Ulcerative colitis, a major inflammatory bowel disease, is an idiopathic inflammatory disorder of the colonic mucosa, accompanied by an aberrant immune reaction to intestinal microflora. Macrophages are central mediators of intestinal immune homeostasis and inflammation. The relationship between macrophages and the pathogenesis of colitis is poorly understood. We aimed to characterize the changing populations and roles of M1/M2 macrophages in colitis. We demonstrated that M1 macrophages increased and M2 macrophages decreased in colitis, accompanied by Interleukin (IL)-23 and Tumor necrosis factor-α induction and IL-10 suppression.

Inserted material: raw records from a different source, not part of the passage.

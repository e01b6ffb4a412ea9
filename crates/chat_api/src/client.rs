use futures_util::StreamExt;
use reqwest::header::{HeaderMap, HeaderName, HeaderValue, USER_AGENT};
use reqwest::Client;

use crate::config::ChatApiConfig;
use crate::error::{parse_error_message, ChatApiError};
use crate::ndjson::{interpret_line, FrameDecoder};
use crate::payload::ChatRequest;

/// Streaming HTTP client for the chat completion endpoint.
#[derive(Debug)]
pub struct ChatApiClient {
    http: Client,
    config: ChatApiConfig,
}

impl ChatApiClient {
    pub fn new(config: ChatApiConfig) -> Result<Self, ChatApiError> {
        let mut builder = Client::builder();
        if let Some(timeout) = config.timeout {
            builder = builder.timeout(timeout);
        }
        let http = builder.build().map_err(ChatApiError::from)?;
        Ok(Self { http, config })
    }

    pub fn config(&self) -> &ChatApiConfig {
        &self.config
    }

    fn build_headers(&self) -> Result<HeaderMap, ChatApiError> {
        let mut headers = HeaderMap::new();
        if let Some(user_agent) = self.config.user_agent.as_deref() {
            headers.insert(
                USER_AGENT,
                HeaderValue::from_str(user_agent)
                    .map_err(|_| ChatApiError::InvalidHeader("user-agent".to_string()))?,
            );
        }
        for (key, value) in &self.config.extra_headers {
            headers.insert(
                HeaderName::from_bytes(key.as_bytes())
                    .map_err(|_| ChatApiError::InvalidHeader(key.clone()))?,
                HeaderValue::from_str(value)
                    .map_err(|_| ChatApiError::InvalidHeader(key.clone()))?,
            );
        }
        Ok(headers)
    }

    /// Stream one completion, invoking `on_delta` for each extracted text
    /// fragment in arrival order.
    ///
    /// A non-success status is mapped through the error body into
    /// [`ChatApiError::Status`]. A response with zero frames is a valid
    /// empty completion.
    pub async fn stream_with_handler<F>(
        &self,
        request: &ChatRequest,
        mut on_delta: F,
    ) -> Result<(), ChatApiError>
    where
        F: FnMut(String),
    {
        let response = self
            .http
            .post(&self.config.base_url)
            .headers(self.build_headers()?)
            .json(request)
            .send()
            .await
            .map_err(ChatApiError::from)?;

        let status = response.status();
        if !status.is_success() {
            let body = response.text().await.unwrap_or_default();
            return Err(ChatApiError::Status(status, parse_error_message(status, &body)));
        }

        let mut bytes = response.bytes_stream();
        let mut decoder = FrameDecoder::default();
        while let Some(chunk) = bytes.next().await {
            let chunk = chunk.map_err(ChatApiError::from)?;
            for line in decoder.feed(&chunk) {
                if let Some(text) = interpret_line(&line) {
                    on_delta(text);
                }
            }
        }
        decoder.finish();

        Ok(())
    }
}

#[cfg(test)]
mod tests {
    use std::time::Duration;

    use super::ChatApiClient;
    use crate::config::ChatApiConfig;
    use crate::error::ChatApiError;

    #[test]
    fn new_builds_a_client_around_the_given_config() {
        let config = ChatApiConfig::new("http://localhost:9999/api/chat")
            .with_user_agent("quill-chat/0.1")
            .with_timeout(Duration::from_secs(30));
        let client = ChatApiClient::new(config).expect("client should build");

        assert_eq!(client.config().base_url, "http://localhost:9999/api/chat");
        assert_eq!(client.config().user_agent.as_deref(), Some("quill-chat/0.1"));
    }

    #[test]
    fn build_headers_rejects_invalid_header_values() {
        let config = ChatApiConfig::default().insert_header("x-tenant", "bad\nvalue");
        let client = ChatApiClient::new(config).expect("client should build");

        let error = client
            .build_headers()
            .expect_err("control characters must be rejected");
        assert!(matches!(error, ChatApiError::InvalidHeader(key) if key == "x-tenant"));
    }

    #[test]
    fn build_headers_carries_user_agent_and_extras() {
        let config = ChatApiConfig::default()
            .with_user_agent("quill-chat/0.1")
            .insert_header("x-tenant", "acme");
        let client = ChatApiClient::new(config).expect("client should build");

        let headers = client.build_headers().expect("headers should build");
        assert_eq!(
            headers.get("user-agent").and_then(|v| v.to_str().ok()),
            Some("quill-chat/0.1")
        );
        assert_eq!(
            headers.get("x-tenant").and_then(|v| v.to_str().ok()),
            Some("acme")
        );
    }
}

Transfer of M2 macrophages reduced dextran sodium sulfate-induced colitis by inducing IL-10 production and promoting regulatory T-cell generation. In vivo neutralization of IL-10 partially reduced the effects of M2 transfer. These findings suggest that macrophages play a critical role in colitis; specifically, disequilibrium of macrophage subsets promotes colitis development. A shift from the M1 to M2 phenotype reduces colitis by inducing IL-10; thus, mobilization of M2 macrophages could be a novel approach to colitis therapy.